Scammers are all around. Every day seems to bring a new scam alert. Scams are now part of everyday life, whether it’s credit card frauds, phone scams or email scams.
Scams are so common and reach so many people that it is vital to protect yourself as well as your elderly loved ones.
Scammers can target seniors in particular. A recent Columbus Dispatch article estimates that seniors are at risk of fraud costing $2.9 billion each year.
Recently a leading website published a story on a “Grandparent Scam.” Where Scammers call an elderly person to claim they are their grandchild. They panicked and overwhelmed, the grandparents want to help their grandchildren. The call is not suspicious, but the grandparent is still on guard.
The Police warned of a “phone scam” that involves making fake calls, which appear to be coming from the Department of Health. The caller asks for personal information, which can lead to identity theft and other problems. This scam is very common because traditionalists and baby boomers are more likely to need medication and health care as they age.

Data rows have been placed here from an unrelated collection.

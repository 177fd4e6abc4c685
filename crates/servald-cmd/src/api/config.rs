use log::warn;

use crate::coerce::{parse_bool, parse_number};
use crate::engine::Engine;
use crate::error::{Error, Result};
use crate::invoker::{CommandResult, Reply, ServalD};
use crate::records::ConfigItems;

#[must_use]
pub fn get_args(pattern: &str) -> Vec<String> {
  vec!["config".into(), "get".into(), pattern.to_string()]
}

#[must_use]
pub fn set_args(name: &str, value: &str) -> Vec<String> {
  vec![
    "config".into(),
    "set".into(),
    name.to_string(),
    value.to_string(),
  ]
}

#[must_use]
pub fn del_args(name: &str) -> Vec<String> {
  vec!["config".into(), "del".into(), name.to_string()]
}

impl<E: Engine> ServalD<E> {
  /// Every configuration item matching `pattern`.
  pub fn get_config(&self, pattern: &str) -> Result<Reply<ConfigItems>> {
    self.single(ConfigItems::default(), &get_args(pattern))
  }

  /// The value of exactly `name`, if set.
  pub fn config_item(&self, name: &str) -> Result<Option<String>> {
    let mut items = self.get_config(name)?.record;
    Ok(items.values.remove(name))
  }

  /// `name` parsed as a servald boolean. Engine failures fall back to `default`.
  pub fn config_item_bool(&self, name: &str, default: bool) -> bool {
    match self.config_item(name) {
      Ok(value) => parse_bool(value.as_deref(), default),
      Err(err) => {
        warn!("Reading {name} failed, using {default}: {err}");
        default
      }
    }
  }

  /// `name` parsed as an integer.
  ///
  /// Engine failures and unset items fall back to `default`.
  ///
  /// # Errors
  /// Returns [`Error::Conversion`] when the item is set but not an integer.
  pub fn config_item_int(&self, name: &str, default: i64) -> Result<i64> {
    let value = match self.config_item(name) {
      Ok(value) => value,
      Err(err @ Error::EngineFailure { .. }) => {
        warn!("Reading {name} failed, using {default}: {err}");
        return Ok(default);
      }
      Err(err) => return Err(err),
    };
    match value {
      Some(text) => Ok(parse_number(name, &text)?),
      None => Ok(default),
    }
  }

  pub fn set_config_item(&self, name: &str, value: &str) -> Result<CommandResult> {
    self.run(set_args(name, value))
  }

  pub fn delete_config(&self, name: &str) -> Result<CommandResult> {
    self.run(del_args(name))
  }
}

#[cfg(test)]
mod tests {
  use super::*;
  use crate::engine::{ResultSink, STATUS_ERROR, STATUS_OK};

  fn items(pairs: &'static [(&'static str, &'static str)]) -> ServalD<impl Engine> {
    ServalD::new(move |sink: &mut dyn ResultSink, _args: &[String]| {
      for (name, value) in pairs {
        sink.field_name(name);
        sink.put_text(value);
      }
      STATUS_OK
    })
  }

  #[test]
  fn item_lookup_is_exact() -> Result<()> {
    let servald = items(&[("debug.rhizome", "on"), ("debug.rhizome.ads", "off")]);
    assert_eq!(servald.config_item("debug.rhizome")?.as_deref(), Some("on"));
    assert_eq!(servald.config_item("debug")?, None);
    Ok(())
  }

  #[test]
  fn bool_items_follow_the_truth_table() {
    let servald = items(&[("a", "No"), ("b", "yes"), ("c", "")]);
    assert!(!servald.config_item_bool("a", true));
    assert!(servald.config_item_bool("b", false));
    assert!(servald.config_item_bool("c", true));
    assert!(!servald.config_item_bool("missing", false));
  }

  #[test]
  fn int_items_default_when_unset_and_fail_when_garbled() -> Result<()> {
    let servald = items(&[("port", " 4110 "), ("bad", "forty")]);
    assert_eq!(servald.config_item_int("port", 1)?, 4110);
    assert_eq!(servald.config_item_int("missing", 9)?, 9);
    assert!(matches!(
      servald.config_item_int("bad", 0),
      Err(Error::Conversion(_))
    ));
    Ok(())
  }

  #[test]
  fn engine_failure_falls_back_to_defaults() -> Result<()> {
    let servald = ServalD::new(|_: &mut dyn ResultSink, _: &[String]| STATUS_ERROR);
    assert!(servald.config_item_bool("x", true));
    assert_eq!(servald.config_item_int("x", 3)?, 3);
    assert!(servald.config_item("x").is_err());
    Ok(())
  }

  #[test]
  fn set_and_del_vectors() {
    assert_eq!(set_args("debug", "on"), vec!["config", "set", "debug", "on"]);
    assert_eq!(del_args("debug"), vec!["config", "del", "debug"]);
  }
}
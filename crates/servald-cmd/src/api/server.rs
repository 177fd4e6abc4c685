use std::path::Path;

use crate::api::path_arg;
use crate::engine::Engine;
use crate::error::Result;
use crate::invoker::{Reply, ServalD, argv};
use crate::records::ServerStatus;

#[must_use]
pub fn start_args(exec: Option<&Path>) -> Vec<String> {
  match exec {
    Some(path) => vec!["start".into(), "exec".into(), path_arg(path)],
    None => argv(["start"]),
  }
}

impl<E: Engine> ServalD<E> {
  /// Starts the server process unless it is already running.
  pub fn server_start(&self) -> Result<Reply<ServerStatus>> {
    self.single(ServerStatus::default(), &start_args(None))
  }

  /// Starts the server from the executable at `exec`.
  pub fn server_start_exec(&self, exec: &Path) -> Result<Reply<ServerStatus>> {
    self.single(ServerStatus::default(), &start_args(Some(exec)))
  }

  pub fn server_stop(&self) -> Result<Reply<ServerStatus>> {
    self.single(ServerStatus::default(), &argv(["stop"]))
  }

  pub fn server_status(&self) -> Result<Reply<ServerStatus>> {
    self.single(ServerStatus::default(), &argv(["status"]))
  }
}
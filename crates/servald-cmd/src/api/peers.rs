use crate::engine::Engine;
use crate::error::Result;
use crate::invoker::{ServalD, argv};
use crate::records::PeerCount;

impl<E: Engine> ServalD<E> {
  /// Number of peers currently reachable.
  pub fn peer_count(&self) -> Result<i64> {
    let reply = self.single(PeerCount::default(), &argv(["peer", "count"]))?;
    Ok(reply.record.count)
  }
}
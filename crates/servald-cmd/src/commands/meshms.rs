use anyhow::Result;

use crate::commands::table_rows;
use crate::config::AppContext;
use crate::ids::SubscriberId;
use crate::utils::term::{or_dash, print_table};

pub fn conversations(ctx: &AppContext, sid: &SubscriberId) -> Result<()> {
  let listing = ctx.servald.list_conversations_collect(sid, 0, 0)?;
  let rows = table_rows(listing.rows, |c| {
    vec![
      c.id.to_string(),
      or_dash(c.recipient.as_ref()),
      or_dash(c.read.as_deref()),
      c.last_message.to_string(),
      c.read_offset.to_string(),
    ]
  });
  print_table(&["ID", "RECIPIENT", "READ", "LAST", "READ OFFSET"], &rows);
  Ok(())
}

pub fn messages(ctx: &AppContext, sender: &SubscriberId, recipient: &SubscriberId) -> Result<()> {
  let listing = ctx.servald.list_messages_collect(sender, recipient)?;
  let rows = table_rows(listing.rows, |m| {
    vec![
      m.id.to_string(),
      m.offset.to_string(),
      or_dash(m.kind.as_deref()),
      or_dash(m.message.as_deref()),
    ]
  });
  print_table(&["ID", "OFFSET", "TYPE", "MESSAGE"], &rows);
  Ok(())
}
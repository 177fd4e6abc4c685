use std::io::{self, Write};
use std::path::Path;

use anyhow::Result;

use crate::commands::warn_diagnostics;
use crate::config::{self, AppContext};
use crate::log_info;
use crate::utils::log::t;

pub fn get(ctx: &AppContext, pattern: &str) -> Result<()> {
  let reply = ctx.servald.get_config(pattern)?;
  warn_diagnostics(&reply.diagnostics);
  if reply.record.is_empty() {
    log_info!("No configuration items match {}", t::name(pattern));
    return Ok(());
  }
  for (name, value) in &reply.record.values {
    anstream::println!("{}={value}", t::name(name));
  }
  Ok(())
}

pub fn template() -> Result<()> {
  let mut stdout = io::stdout().lock();
  write!(stdout, "{}", config::config_template())?;
  Ok(())
}

pub fn path(cwd: &Path) -> Result<()> {
  let global = config::global_config_path()?;
  let project = config::project_config_path(cwd);
  for (label, p) in [("global", global), ("project", project)] {
    let state = if p.exists() { t::ok("present") } else { t::dim("missing") };
    anstream::println!("{label}: {} ({state})", t::path(p.display()));
  }
  Ok(())
}
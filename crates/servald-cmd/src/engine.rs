//! The boundary between this crate and the servald command interpreter.
//!
//! An [`Engine`] runs one argument vector and reports its output through a
//! [`ResultSink`] while the call is in progress. Output comes in two shapes:
//!
//! - tabular result sets: `start_result_set(n)`, `set_column_name(i, name)` for
//!   each column, then values positionally, row after row;
//! - key/value fields: `field_name(name)` followed by exactly one value.
//!
//! Sinks never see row boundaries directly. Consumers that care about rows
//! (see [`crate::rows`]) derive them from the announced column count.

/// Status returned by the engine when the invocation itself failed.
pub const STATUS_ERROR: i32 = 255;

/// Conventional success status.
pub const STATUS_OK: i32 = 0;

/// A single loosely typed column value.
#[derive(Debug, Clone, Copy, PartialEq, Eq)]
pub enum Value<'a> {
  Text(&'a str),
  Binary(&'a [u8]),
  Integer(i64),
}

impl Value<'_> {
  /// Short name of the value's type, used in diagnostics.
  #[must_use]
  pub fn kind(&self) -> &'static str {
    match self {
      Value::Text(_) => "text",
      Value::Binary(_) => "binary",
      Value::Integer(_) => "integer",
    }
  }
}

/// Receives the output of one engine invocation.
///
/// Only `set_column_name`, `field_name` and `put_value` are required; the
/// result-set bracketing events default to no-ops.
pub trait ResultSink {
  /// A tabular result set with `columns` columns begins.
  fn start_result_set(&mut self, _columns: usize) {}

  /// Names column `column` of the current result set.
  fn set_column_name(&mut self, column: usize, name: &str);

  /// Names the single value that follows (key/value output).
  fn field_name(&mut self, name: &str);

  fn put_value(&mut self, value: Value<'_>);

  /// Total number of rows in the current result set, when the engine knows it.
  fn total_row_count(&mut self, _rows: u64) {}

  fn end_result_set(&mut self) {}

  fn put_text(&mut self, value: &str) {
    self.put_value(Value::Text(value));
  }

  fn put_binary(&mut self, value: &[u8]) {
    self.put_value(Value::Binary(value));
  }

  fn put_integer(&mut self, value: i64) {
    self.put_value(Value::Integer(value));
  }
}

/// A command interpreter that can run one argument vector at a time.
///
/// Implementations are not expected to be re-entrant; [`crate::invoker::ServalD`]
/// guarantees at most one call in flight per engine.
pub trait Engine {
  /// Runs `args` (argv[1..] of a servald command line), delivering output to
  /// `sink`, and returns the exit status.
  fn raw_command(&mut self, sink: &mut dyn ResultSink, args: &[String]) -> i32;
}

impl<F> Engine for F
where
  F: FnMut(&mut dyn ResultSink, &[String]) -> i32,
{
  fn raw_command(&mut self, sink: &mut dyn ResultSink, args: &[String]) -> i32 {
    self(sink, args)
  }
}

/// Sink that discards everything. Used for commands that produce no rows.
#[derive(Debug, Default, Clone, Copy)]
pub struct Discard;

impl ResultSink for Discard {
  fn set_column_name(&mut self, _column: usize, _name: &str) {}

  fn field_name(&mut self, _name: &str) {}

  fn put_value(&mut self, _value: Value<'_>) {}
}
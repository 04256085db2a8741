//! Per-reel animation state
//!
//! A reel is one vertical column. While in motion its window is cosmetic:
//! every step scrolls the column down one cell and feeds a freshly drawn
//! symbol in at the top. The window only becomes authoritative at the step
//! its travel counter reaches the target, so the 3 settled symbols are
//! always the 3 most recent independent uniform draws.

use rand::Rng;

use rb_stage::{GRID_ROWS, Symbol};

/// Draw one symbol uniformly at random.
pub(crate) fn draw_symbol(rng: &mut impl Rng) -> Symbol {
    Symbol::ALL[rng.random_range(0..Symbol::ALL.len())]
}

/// One reel column and its travel state.
#[derive(Debug, Clone)]
pub struct Reel {
    /// Reel index (0 = leftmost)
    index: u8,
    /// Visible symbols, top to bottom
    window: [Symbol; GRID_ROWS],
    /// Steps advanced in the current spin
    steps_done: u32,
    /// Steps to travel before settling
    target_steps: u32,
    in_motion: bool,
}

impl Reel {
    /// Create a settled reel with a random initial window.
    pub fn new(index: u8, rng: &mut impl Rng) -> Self {
        Self {
            index,
            window: std::array::from_fn(|_| draw_symbol(rng)),
            steps_done: 0,
            target_steps: 0,
            in_motion: false,
        }
    }

    pub fn index(&self) -> u8 {
        self.index
    }

    /// Visible window, top to bottom. Cosmetic while `is_spinning`.
    pub fn window(&self) -> &[Symbol; GRID_ROWS] {
        &self.window
    }

    pub fn is_spinning(&self) -> bool {
        self.in_motion
    }

    /// Travel progress in steps.
    pub fn steps_done(&self) -> u32 {
        self.steps_done
    }

    /// Begin a spin with the given travel target.
    pub fn start(&mut self, target_steps: u32) {
        debug_assert!(target_steps >= GRID_ROWS as u32);
        self.steps_done = 0;
        self.target_steps = target_steps;
        self.in_motion = true;
    }

    /// Advance one animation step. The bottom cell scrolls out, the rest
    /// shift down, and a fresh draw enters at the top. Returns `true` if the
    /// reel settled on this step.
    pub fn step(&mut self, rng: &mut impl Rng) -> bool {
        if !self.in_motion {
            return false;
        }

        self.window = [draw_symbol(rng), self.window[0], self.window[1]];
        self.steps_done += 1;

        if self.steps_done >= self.target_steps {
            self.in_motion = false;
            return true;
        }
        false
    }
}

#[cfg(test)]
mod tests {
    use super::*;
    use rand::SeedableRng;
    use rand::rngs::StdRng;

    #[test]
    fn test_reel_settles_at_target() {
        let mut rng = StdRng::seed_from_u64(7);
        let mut reel = Reel::new(0, &mut rng);

        reel.start(5);
        assert!(reel.is_spinning());

        for step in 1..=5u32 {
            let settled = reel.step(&mut rng);
            assert_eq!(settled, step == 5);
        }
        assert!(!reel.is_spinning());
        assert_eq!(reel.steps_done(), 5);
    }

    #[test]
    fn test_step_after_settle_is_inert() {
        let mut rng = StdRng::seed_from_u64(7);
        let mut reel = Reel::new(0, &mut rng);
        reel.start(3);
        while reel.is_spinning() {
            reel.step(&mut rng);
        }

        let frozen = *reel.window();
        assert!(!reel.step(&mut rng));
        assert_eq!(*reel.window(), frozen);
    }

    #[test]
    fn test_window_scrolls_down() {
        let mut rng = StdRng::seed_from_u64(11);
        let mut reel = Reel::new(0, &mut rng);
        let before = *reel.window();

        reel.start(4);
        reel.step(&mut rng);
        let after = *reel.window();

        // Old top and middle cells moved down one row
        assert_eq!(after[1], before[0]);
        assert_eq!(after[2], before[1]);
    }
}
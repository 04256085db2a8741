//! Reel engine — spin, tick, settle
//!
//! Drives the 3 reels from a spin request through to a settled, readable
//! grid. The engine is the only writer of reel state; callers read the
//! settled grid via [`ReelEngine::result`]. Completion is published on a
//! one-shot channel created per spin, sent exactly once after the last reel
//! (by stagger order) stops.

use crossbeam_channel::{Receiver, Sender, bounded};
use rand::SeedableRng;
use rand::rngs::StdRng;
use thiserror::Error;

use rb_stage::{
    AudioCue, AudioSink, GRID_COLS, Grid, PayLine, RenderSurface, Stage, StageEvent,
};

use crate::reel::Reel;
use crate::timing::TickConfig;

/// Engine contract violations.
#[derive(Debug, Clone, Copy, PartialEq, Eq, Error)]
pub enum EngineError {
    /// Result requested while a reel is still in motion.
    #[error("reels have not settled")]
    NotSettled,
    /// Spin requested while a spin is running. Never queued.
    #[error("spin already in progress")]
    SpinInProgress,
}

/// A successfully started spin.
#[derive(Debug)]
pub struct SpinStarted {
    /// One-shot completion signal; receives exactly one message, after the
    /// last reel has settled.
    pub completion: Receiver<()>,
    /// Stages emitted by the start itself.
    pub events: Vec<StageEvent>,
}

/// The 3-reel engine state machine.
pub struct ReelEngine {
    reels: [Reel; GRID_COLS],
    rng: StdRng,
    config: TickConfig,
    /// Global animation clock, in ticks.
    now: u64,
    /// Reels still in motion this spin; completion fires when it hits 0.
    in_flight: u8,
    done_tx: Option<Sender<()>>,
}

impl ReelEngine {
    /// Create with the given timing, seeded from the OS.
    pub fn new(config: TickConfig) -> Self {
        Self::with_rng(config, StdRng::from_os_rng())
    }

    /// Create with a fixed seed, for reproducible sessions and tests.
    pub fn with_seed(config: TickConfig, seed: u64) -> Self {
        Self::with_rng(config, StdRng::seed_from_u64(seed))
    }

    fn with_rng(config: TickConfig, mut rng: StdRng) -> Self {
        let reels = std::array::from_fn(|i| Reel::new(i as u8, &mut rng));
        Self {
            reels,
            rng,
            config,
            now: 0,
            in_flight: 0,
            done_tx: None,
        }
    }

    /// Reseed the RNG mid-session.
    pub fn seed(&mut self, seed: u64) {
        self.rng = StdRng::seed_from_u64(seed);
    }

    pub fn config(&self) -> &TickConfig {
        &self.config
    }

    /// Current tick of the global animation clock.
    pub fn now(&self) -> u64 {
        self.now
    }

    /// True once every reel has settled.
    pub fn is_settled(&self) -> bool {
        self.in_flight == 0
    }

    /// Start a spin: assign each reel its travel target (staggered so reels
    /// settle strictly left to right) and hand back the one-shot completion
    /// receiver. Fails with [`EngineError::SpinInProgress`] while any reel
    /// is in motion.
    pub fn spin(&mut self, audio: &mut dyn AudioSink) -> Result<SpinStarted, EngineError> {
        if self.in_flight > 0 {
            return Err(EngineError::SpinInProgress);
        }

        let mut events = vec![StageEvent::new(Stage::SpinStart, self.now)];
        for reel in &mut self.reels {
            let target = self.config.travel_for(reel.index());
            reel.start(target);
            log::debug!(
                "reel {} spinning, target {} steps",
                reel.index(),
                target
            );
            events.push(StageEvent::new(
                Stage::ReelSpinning {
                    reel_index: reel.index(),
                },
                self.now,
            ));
        }
        self.in_flight = GRID_COLS as u8;

        let (tx, rx) = bounded(1);
        self.done_tx = Some(tx);
        audio.trigger(AudioCue::SpinStart);

        Ok(SpinStarted {
            completion: rx,
            events,
        })
    }

    /// Advance the global clock one tick: every in-motion reel scrolls one
    /// step and reels that reach their target freeze. When the last reel
    /// settles, the settled grid is drawn, `SpinEnd` is emitted and the
    /// completion signal is sent - exactly once per spin.
    pub fn tick(
        &mut self,
        surface: &mut dyn RenderSurface,
        audio: &mut dyn AudioSink,
    ) -> Vec<StageEvent> {
        self.now += 1;
        let mut events = Vec::new();

        for reel in &mut self.reels {
            if !reel.is_spinning() {
                continue;
            }
            let settled = reel.step(&mut self.rng);
            surface.scroll_reel(reel.index(), reel.window(), reel.steps_done());

            if settled {
                log::debug!("reel {} stopped at tick {}", reel.index(), self.now);
                events.push(StageEvent::new(
                    Stage::ReelStop {
                        reel_index: reel.index(),
                        symbols: *reel.window(),
                    },
                    self.now,
                ));
                self.in_flight -= 1;
            }
        }

        if self.in_flight == 0 {
            if let Some(tx) = self.done_tx.take() {
                surface.draw_grid(&self.grid());
                audio.trigger(AudioCue::SpinStop);
                events.push(StageEvent::new(Stage::SpinEnd, self.now));
                let _ = tx.send(());
            }
        }

        events
    }

    /// The settled grid. Fails with [`EngineError::NotSettled`] while any
    /// reel is in motion - a partial grid is never returned.
    pub fn result(&self) -> Result<Grid, EngineError> {
        if self.in_flight > 0 {
            return Err(EngineError::NotSettled);
        }
        Ok(self.grid())
    }

    /// Replace the overlay set with overlays for exactly `lines`; an empty
    /// slice clears everything. Pure rendering side effect, idempotent.
    pub fn highlight_paylines(&mut self, surface: &mut dyn RenderSurface, lines: &[PayLine]) {
        surface.set_overlays(lines);
    }

    fn grid(&self) -> Grid {
        Grid::from_columns(std::array::from_fn(|i| *self.reels[i].window()))
    }
}

#[cfg(test)]
mod tests {
    use super::*;
    use rb_stage::{NullAudio, NullSurface};

    fn instant_engine(seed: u64) -> ReelEngine {
        ReelEngine::with_seed(TickConfig::instant(), seed)
    }

    fn run_to_settle(engine: &mut ReelEngine) -> Vec<StageEvent> {
        let mut surface = NullSurface;
        let mut audio = NullAudio;
        let mut events = Vec::new();
        while !engine.is_settled() {
            events.extend(engine.tick(&mut surface, &mut audio));
        }
        events
    }

    #[test]
    fn test_result_before_settle_fails() {
        let mut engine = instant_engine(1);
        engine.spin(&mut NullAudio).unwrap();

        assert_eq!(engine.result(), Err(EngineError::NotSettled));

        run_to_settle(&mut engine);
        assert!(engine.result().is_ok());
    }

    #[test]
    fn test_spin_while_spinning_rejected() {
        let mut engine = instant_engine(2);
        engine.spin(&mut NullAudio).unwrap();

        assert!(matches!(
            engine.spin(&mut NullAudio),
            Err(EngineError::SpinInProgress)
        ));
    }

    #[test]
    fn test_reels_stop_left_to_right() {
        let mut engine = instant_engine(3);
        engine.spin(&mut NullAudio).unwrap();
        let events = run_to_settle(&mut engine);

        let stops: Vec<u8> = events
            .iter()
            .filter_map(|e| match e.stage {
                Stage::ReelStop { reel_index, .. } => Some(reel_index),
                _ => None,
            })
            .collect();
        assert_eq!(stops, vec![0, 1, 2]);

        // Stop ticks strictly increase with the stagger
        let stop_ticks: Vec<u64> = events
            .iter()
            .filter(|e| matches!(e.stage, Stage::ReelStop { .. }))
            .map(|e| e.tick)
            .collect();
        assert!(stop_ticks.windows(2).all(|w| w[0] < w[1]));
    }

    #[test]
    fn test_completion_fires_exactly_once_after_last_stop() {
        let mut engine = instant_engine(4);
        let started = engine.spin(&mut NullAudio).unwrap();

        assert!(started.completion.try_recv().is_err());

        let events = run_to_settle(&mut engine);
        let end_count = events
            .iter()
            .filter(|e| matches!(e.stage, Stage::SpinEnd))
            .count();
        assert_eq!(end_count, 1);

        assert!(started.completion.try_recv().is_ok());
        // One-shot: no second message, sender is gone
        assert!(started.completion.try_recv().is_err());

        // Further ticks stay silent
        let quiet = engine.tick(&mut NullSurface, &mut NullAudio);
        assert!(quiet.is_empty());
    }

    #[test]
    fn test_spin_end_matches_result_grid() {
        let mut engine = instant_engine(5);
        engine.spin(&mut NullAudio).unwrap();
        let events = run_to_settle(&mut engine);
        let grid = engine.result().unwrap();

        for event in &events {
            if let Stage::ReelStop {
                reel_index,
                symbols,
            } = &event.stage
            {
                for (row, &symbol) in symbols.iter().enumerate() {
                    assert_eq!(grid.cell(row, *reel_index as usize), symbol);
                }
            }
        }
    }

    #[test]
    fn test_same_seed_same_grid() {
        let mut a = instant_engine(99);
        let mut b = instant_engine(99);
        a.spin(&mut NullAudio).unwrap();
        b.spin(&mut NullAudio).unwrap();
        run_to_settle(&mut a);
        run_to_settle(&mut b);

        assert_eq!(a.result().unwrap(), b.result().unwrap());
    }
}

It is possible that statistics on senior fraud and exploitation are not being reported. People are often embarrassed when they discover that they were taken advantage of or their guards fell. Senior citizens may not be able to admit to their spouses or children that they have been a victim of a fraud. Others might not be aware that they were victims.
It is a good idea to keep an eye on any withdrawals or transfers from an elderly person’s accounts if you have the ability or supervision of their finances. If they are contacted by a wrongdoer, it is important to educate them and warn them.
What Government is doing?
Ohio Senate Bill 158 was presented in May 2017. This bill would increase elderly protection and fine fraudsters. The bill would require certain professionals such as CPAs and financial planners to report any suspected abuse or exploitation to the department for job and family services. The current Ohio law requires that individuals working in long-term care have to report, but the bill extends this reporting requirement to other professionals. You can find a summary of Bill published by the Legislative Service Commission.
The Ohio Attorney General provides information about “common scams that affect the elderly” as well as the characteristics of each. There are several publications on the site that can help seniors identify fraud and protect them.
The Ohio Attorney General has also created a separate website named as Ohioprotects.org, specifically designed to report fraud. You can report any suspicions that you have been the victim of a scam through this website.
You may find support and resources at your local Adult Protective Services for elderly victims of fraud and exploitation.
Fear isn’t healthy, especially for seniors with forgetfulness or confusion. Being aware of the facts and preparing yourself with the right information and resources can save your family a lot.